### [Data to use]
--- START ---

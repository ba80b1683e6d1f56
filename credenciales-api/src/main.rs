mod api;
mod config;
mod credenciales;
mod error;
mod state;

use config::Config;
use state::AppState;
use std::{net::SocketAddr, sync::Arc};
use tokio::signal;
use tracing::info;

#[tokio::main]
async fn main() -> anyhow::Result<()> {
    tracing_subscriber::fmt()
        .with_env_filter(tracing_subscriber::EnvFilter::from_default_env())
        .init();

    let cfg = Config::from_env()?;
    let state = Arc::new(AppState::from_config(&cfg));

    let app = api::router(state);

    let addr = SocketAddr::from(([0, 0, 0, 0], cfg.port));
    info!(%addr, "Starting credenciales-api");

    let server = axum::Server::bind(&addr).serve(app.into_make_service());

    let graceful = server.with_graceful_shutdown(shutdown_signal());
    graceful.await?;
    Ok(())
}

async fn shutdown_signal() {
    let _ = signal::ctrl_c().await;
    info!("Shutdown signal received");
}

--- END ---

### [Problem requirements]
In the listing above, find each line where "server" occurs and copy it.

### [Exercise response]
    let server = axum::Server::bind(&addr).serve(app.into_make_service());
    let graceful = server.with_graceful_shutdown(shutdown_signal());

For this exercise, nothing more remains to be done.